Since that time, Skype’s Chief Security Officer has posted a wishy-washy explanation of why they’d included the DRM framework in Skype, and tried to downplay the privacy violation angle.
Now, I’m not one of these folks who thinks that DRM as a concept is inherently evil. There’s a time and a place for it, such as helping to protect confidential or sensitive data (think patient information in healthcare, or other data that falls under legally manadated protection regimes). There’s a place for DRM products such as the Windows Rights Management Server. I do, however, think that in many cases, the people who design and inmplement DRM schemes are guilty of poor thinking. No DRM scheme is going to be fool-proof; people are just too damn clever at finding ways around restrictions if they really want to.
The key for a DRM system, then, is to make a reasonable enough effort to protect the data so that it takes deliberate intent to circumvent the protection. It’s yet another application of the 90/10 rule — you’ll spend 90% of your work to address 10% of the threat.

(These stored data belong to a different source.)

//! User CRUD request handlers.
//!
//! Provides HTTP handlers for user management operations.

use axum::{
    Json,
    extract::{State, rejection::JsonRejection},
    http::StatusCode,
};
use utoipa_axum::router::OpenApiRouter;
use utoipa_axum::routes;

use crate::api::doc::USER_TAG;
use crate::api::dto::{ApiErrors, PageResponse, UserDto, UserSearchParams};
use crate::error::{AppError, AppResult};
use crate::models::User;
use crate::state::AppState;
use crate::utils::validate::{PathParam, ValidatedJson, ValidatedQuery};

/// Creates user-related routes.
///
/// Routes:
/// - GET /        - Search users by example, paged
/// - POST /       - Create a new user
/// - GET /{id}    - Get user by ID
/// - PUT /{id}    - Update user by ID
/// - DELETE /{id} - Delete user by ID
pub fn user_routes() -> OpenApiRouter<AppState> {
    OpenApiRouter::new()
        .routes(routes!(create_user, find_users))
        .routes(routes!(get_user, update_user, delete_user))
}

async fn existing_user(state: &AppState, id: i64) -> AppResult<User> {
    state
        .services
        .users
        .get_by_id(id)
        .await?
        .ok_or_else(|| AppError::user_not_found(id))
}

/// POST /api/users - Create new user
///
/// Returns 201 Created with the stored user, including its generated id.
#[utoipa::path(
    post,
    path = "/",
    tag = USER_TAG,
    request_body = UserDto,
    responses(
        (status = 201, description = "User created", body = UserDto),
        (status = 400, description = "Invalid body or e-mail already registered", body = ApiErrors)
    )
)]
async fn create_user(
    State(state): State<AppState>,
    ValidatedJson(payload): ValidatedJson<UserDto>,
) -> AppResult<(StatusCode, Json<UserDto>)> {
    let mut user = payload.into_user();
    user.id = None;

    let created = state.services.users.create(user).await?;
    Ok((StatusCode::CREATED, Json(UserDto::from(created))))
}

/// GET /api/users/{id} - Get user by ID
#[utoipa::path(
    get,
    path = "/{id}",
    tag = USER_TAG,
    params(("id" = i64, Path, description = "User id")),
    responses(
        (status = 200, description = "User found", body = UserDto),
        (status = 404, description = "User not found")
    )
)]
async fn get_user(
    State(state): State<AppState>,
    PathParam(id): PathParam<i64>,
) -> AppResult<Json<UserDto>> {
    let user = existing_user(&state, id).await?;
    Ok(Json(UserDto::from(user)))
}

/// PUT /api/users/{id} - Update user
///
/// Copies every field but the id from the body onto the stored user.
/// The body is not validated.
#[utoipa::path(
    put,
    path = "/{id}",
    tag = USER_TAG,
    params(("id" = i64, Path, description = "User id")),
    request_body = UserDto,
    responses(
        (status = 200, description = "User updated", body = UserDto),
        (status = 400, description = "Malformed body", body = ApiErrors),
        (status = 404, description = "User not found")
    )
)]
async fn update_user(
    State(state): State<AppState>,
    PathParam(id): PathParam<i64>,
    payload: Result<Json<UserDto>, JsonRejection>,
) -> AppResult<Json<UserDto>> {
    let mut user = existing_user(&state, id).await?;
    let Json(changes) = payload?;

    changes.apply_to(&mut user);
    let updated = state.services.users.update(user).await?;
    Ok(Json(UserDto::from(updated)))
}

/// DELETE /api/users/{id} - Delete user
#[utoipa::path(
    delete,
    path = "/{id}",
    tag = USER_TAG,
    params(("id" = i64, Path, description = "User id")),
    responses(
        (status = 204, description = "User deleted"),
        (status = 404, description = "User not found")
    )
)]
async fn delete_user(
    State(state): State<AppState>,
    PathParam(id): PathParam<i64>,
) -> AppResult<StatusCode> {
    let user = existing_user(&state, id).await?;
    state.services.users.delete(&user).await?;
    Ok(StatusCode::NO_CONTENT)
}

/// GET /api/users - Search users
///
/// Every supplied user field narrows the result: strings by
/// case-insensitive substring, numbers by equality.
#[utoipa::path(
    get,
    path = "/",
    tag = USER_TAG,
    params(UserSearchParams),
    responses(
        (status = 200, description = "Page of matching users", body = PageResponse<UserDto>),
        (status = 400, description = "Invalid query parameters", body = ApiErrors)
    )
)]
async fn find_users(
    State(state): State<AppState>,
    ValidatedQuery(params): ValidatedQuery<UserSearchParams>,
) -> AppResult<Json<PageResponse<UserDto>>> {
    let page = state
        .services
        .users
        .find(&params.filter(), params.page_request())
        .await?;

    Ok(Json(PageResponse::from(page)))
}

Someone who is sufficiently determined will break any DRM/copy-protection scheme, so at some point you need to draw a line and say, “This is sufficient to keep accidental exposures from happening.” It’s the equivalent of locks on a car door; you’re helping keep honest people honest. Any determined thief will simply break the window and jack your ride. Well, in any DRM scheme, there’s a way to break the window and jack the ride. The trick is to make it so that you can show that the person had to take sufficient steps to do so that you can demonstrate an intent to violate the DRM.
Tying this back to Skype, I think their mistake was in tying the DRM into the framework of the application, rather than embedding it in the specific plug-ins that require it. From what I’ve seen, the most effective DRM implementations are those that tie the protection to the data being protected. Put the protection in the wrong place, and you get into the hot water Skype is finding themselves in. All it takes is one moment to destroy your users’ trust, and in this industry, that’s often a killer blow. I know I’m far less likely to use Skype in the near future.